EXERCISE GOAL
Copy every line below that has the word "Parser" in it.

[DATA FOR THIS TASK]

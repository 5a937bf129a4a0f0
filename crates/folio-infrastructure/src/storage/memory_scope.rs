//! In-process storage scope.

use std::collections::HashMap;
use std::sync::Mutex;

use folio_core::error::{FolioError, Result};
use folio_core::storage::StorageScope;

/// Storage scope backed by a `HashMap`.
///
/// With a quota set, a write that would push the total size of keys and
/// values past the limit fails with `FolioError::QuotaExceeded` and leaves the
/// previous value in place.
#[derive(Debug, Default)]
pub struct MemoryStorageScope {
    items: Mutex<HashMap<String, String>>,
    quota: Option<usize>,
}

impl MemoryStorageScope {
    pub fn new() -> Self {
        Self::default()
    }

    /// Limits the total stored bytes (keys plus values) to `bytes`.
    pub fn with_quota(mut self, bytes: usize) -> Self {
        self.quota = Some(bytes);
        self
    }

    pub fn len(&self) -> usize {
        self.lock().len()
    }

    pub fn is_empty(&self) -> bool {
        self.len() == 0
    }

    fn lock(&self) -> std::sync::MutexGuard<'_, HashMap<String, String>> {
        self.items
            .lock()
            .unwrap_or_else(|poisoned| poisoned.into_inner())
    }
}

impl StorageScope for MemoryStorageScope {
    fn get_item(&self, key: &str) -> Result<Option<String>> {
        Ok(self.lock().get(key).cloned())
    }

    fn set_item(&self, key: &str, value: &str) -> Result<()> {
        let mut items = self.lock();

        if let Some(limit) = self.quota {
            let others: usize = items
                .iter()
                .filter(|(k, _)| k.as_str() != key)
                .map(|(k, v)| k.len() + v.len())
                .sum();
            let requested = others + key.len() + value.len();
            if requested > limit {
                return Err(FolioError::QuotaExceeded {
                    key: key.to_string(),
                    requested,
                    limit,
                });
            }
        }

        items.insert(key.to_string(), value.to_string());
        Ok(())
    }

    fn remove_item(&self, key: &str) -> Result<()> {
        self.lock().remove(key);
        Ok(())
    }
}
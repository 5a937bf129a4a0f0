use folio_application::AppBootstrap;

use super::feedback::print_analysis;

pub async fn review(app: &AppBootstrap, id: &str) -> anyhow::Result<bool> {
    let service = app.review_service().await?;
    println!("Analyzing feedback {id}...");

    // Failures were already reported by the notifier.
    match service.review(id).await {
        Ok(analysis) => {
            print_analysis(&analysis);
            Ok(true)
        }
        Err(_) => Ok(false),
    }
}
use std::path::Path;

use folio_core::config::LoggingSettings;
use tracing_appender::non_blocking::WorkerGuard;
use tracing_subscriber::filter::filter_fn;
use tracing_subscriber::layer::SubscriberExt;
use tracing_subscriber::util::SubscriberInitExt;
use tracing_subscriber::{EnvFilter, Layer};

const NOTIFY_TARGET: &str = "folio::notify";

const FOLIO_TARGETS: &[&str] = &[
    "folio",
    "folio_core",
    "folio_infrastructure",
    "folio_interaction",
    "folio_application",
    "folio_cli",
];

/// Installs the global subscriber: stderr always, plus a daily rolling file in
/// `logs_dir` when `settings.file` is set. `RUST_LOG` overrides the level.
///
/// The returned guard flushes the file writer and must outlive `main`'s work.
pub fn init(
    settings: &LoggingSettings,
    level_override: Option<&str>,
    logs_dir: &Path,
) -> Option<WorkerGuard> {
    let level = level_override.unwrap_or(&settings.level).to_lowercase();

    let filter = EnvFilter::try_from_default_env().unwrap_or_else(|_| {
        let directives = FOLIO_TARGETS
            .iter()
            .map(|target| format!("{target}={level}"))
            .chain(["reqwest=warn".to_string(), "hyper=warn".to_string()])
            .collect::<Vec<_>>()
            .join(",");
        EnvFilter::new(directives)
    });

    // Notifications are already printed by the console notifier.
    let stderr_layer = tracing_subscriber::fmt::layer()
        .with_target(false)
        .with_writer(std::io::stderr)
        .with_filter(filter_fn(|metadata| metadata.target() != NOTIFY_TARGET));

    let (file_layer, guard) = if settings.file {
        let appender = tracing_appender::rolling::daily(logs_dir, "folio.log");
        let (writer, guard) = tracing_appender::non_blocking(appender);
        let layer = tracing_subscriber::fmt::layer()
            .with_ansi(false)
            .with_writer(writer);
        (Some(layer), Some(guard))
    } else {
        (None, None)
    };

    tracing_subscriber::registry()
        .with(filter)
        .with(stderr_layer)
        .with(file_layer)
        .init();

    guard
}
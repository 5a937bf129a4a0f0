use std::path::PathBuf;
use std::process::ExitCode;
use std::sync::Arc;

use anyhow::{Context, Result};
use clap::{Parser, Subcommand};
use folio_application::AppBootstrap;
use folio_core::session::LoginKind;
use folio_infrastructure::{ConfigService, FolioPaths};

mod commands;
mod console_notifier;
mod logging;

use console_notifier::ConsoleNotifier;

#[derive(Parser)]
#[command(name = "folio")]
#[command(about = "Folio - collect feedback and review it with AI", long_about = None)]
struct Cli {
    /// Keep config, secrets and storage under this directory
    #[arg(long, global = true, env = "FOLIO_HOME")]
    home: Option<PathBuf>,

    /// Log level for folio crates (overrides config.toml)
    #[arg(long, global = true)]
    log_level: Option<String>,

    #[command(subcommand)]
    command: Commands,
}

#[derive(Subcommand)]
enum Commands {
    /// Start a session as USERNAME (no password; this is an identity claim)
    Login { username: String },
    /// Same as login, announced as a new account
    Signup { username: String },
    /// End the current session
    Logout,
    /// Print the current session's username
    Whoami,
    /// Submit feedback as the current user
    Add {
        /// Defaults to "General Feedback" when omitted
        #[arg(short, long, default_value = "")]
        title: String,
        content: String,
    },
    /// List the current user's feedback, newest first
    List,
    /// Delete a feedback item and its analysis
    Delete { id: String },
    /// Ask the AI reviewer for sentiment, summary and a suggested action
    Review { id: String },
    /// Show every stored analysis
    Analyses,
    /// Show where config, storage and secrets live
    Config {
        /// Write the current configuration to config.toml if it does not exist
        #[arg(long)]
        init: bool,
    },
}

#[tokio::main]
async fn main() -> Result<ExitCode> {
    let cli = Cli::parse();

    let paths = FolioPaths::new(cli.home.as_deref());
    let config_service = ConfigService::new(&paths).context("Failed to resolve config file")?;
    let config = config_service.load().context("Failed to load configuration")?;

    let logs_dir = paths.logs_dir().context("Failed to resolve logs directory")?;
    let _log_guard = logging::init(&config.logging, cli.log_level.as_deref(), &logs_dir);
    tracing::debug!("Folio v{} starting", env!("CARGO_PKG_VERSION"));

    let app = AppBootstrap::new(paths, config, Arc::new(ConsoleNotifier::default()))?;

    let store = &app.store;
    let ok = match cli.command {
        Commands::Login { username } => {
            commands::session::login(&mut *store.lock().await, &username, LoginKind::Login)
        }
        Commands::Signup { username } => {
            commands::session::login(&mut *store.lock().await, &username, LoginKind::Signup)
        }
        Commands::Logout => commands::session::logout(&mut *store.lock().await),
        Commands::Whoami => commands::session::whoami(&*store.lock().await),
        Commands::Add { title, content } => {
            commands::feedback::add(&mut *store.lock().await, &title, &content)
        }
        Commands::List => commands::feedback::list(&*store.lock().await),
        Commands::Delete { id } => commands::feedback::delete(&mut *store.lock().await, &id),
        Commands::Review { id } => commands::review::review(&app, &id).await?,
        Commands::Analyses => commands::feedback::analyses(&*store.lock().await),
        Commands::Config { init } => commands::config::show(&app, &config_service, init).await?,
    };

    Ok(if ok { ExitCode::SUCCESS } else { ExitCode::FAILURE })
}
//! Loads `config.toml`.

use std::fs;
use std::path::{Path, PathBuf};

use folio_core::config::FolioConfig;
use folio_core::error::{FolioError, Result};

use crate::paths::FolioPaths;

/// Reads and writes the application configuration file.
#[derive(Debug, Clone)]
pub struct ConfigService {
    path: PathBuf,
}

impl ConfigService {
    /// Uses `config.toml` from the resolved config directory.
    pub fn new(paths: &FolioPaths) -> Result<Self> {
        Ok(Self {
            path: paths.config_file()?,
        })
    }

    pub fn with_path(path: impl Into<PathBuf>) -> Self {
        Self { path: path.into() }
    }

    pub fn path(&self) -> &Path {
        &self.path
    }

    /// Loads the configuration. A missing or empty file yields the defaults;
    /// a file that does not parse is an error.
    pub fn load(&self) -> Result<FolioConfig> {
        if !self.path.exists() {
            tracing::debug!(
                "[ConfigService] {} not found, using defaults",
                self.path.display()
            );
            return Ok(FolioConfig::default());
        }

        let content = fs::read_to_string(&self.path)?;
        if content.trim().is_empty() {
            return Ok(FolioConfig::default());
        }

        toml::from_str(&content).map_err(|e| {
            FolioError::config(format!("Invalid {}: {}", self.path.display(), e))
        })
    }

    pub fn save(&self, config: &FolioConfig) -> Result<()> {
        if let Some(parent) = self.path.parent() {
            fs::create_dir_all(parent)?;
        }
        let content = toml::to_string_pretty(config)?;
        fs::write(&self.path, content)?;
        Ok(())
    }
}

[/DATA FOR THIS TASK]

TASK SOLUTION
use clap::{Parser, Subcommand};
#[derive(Parser)]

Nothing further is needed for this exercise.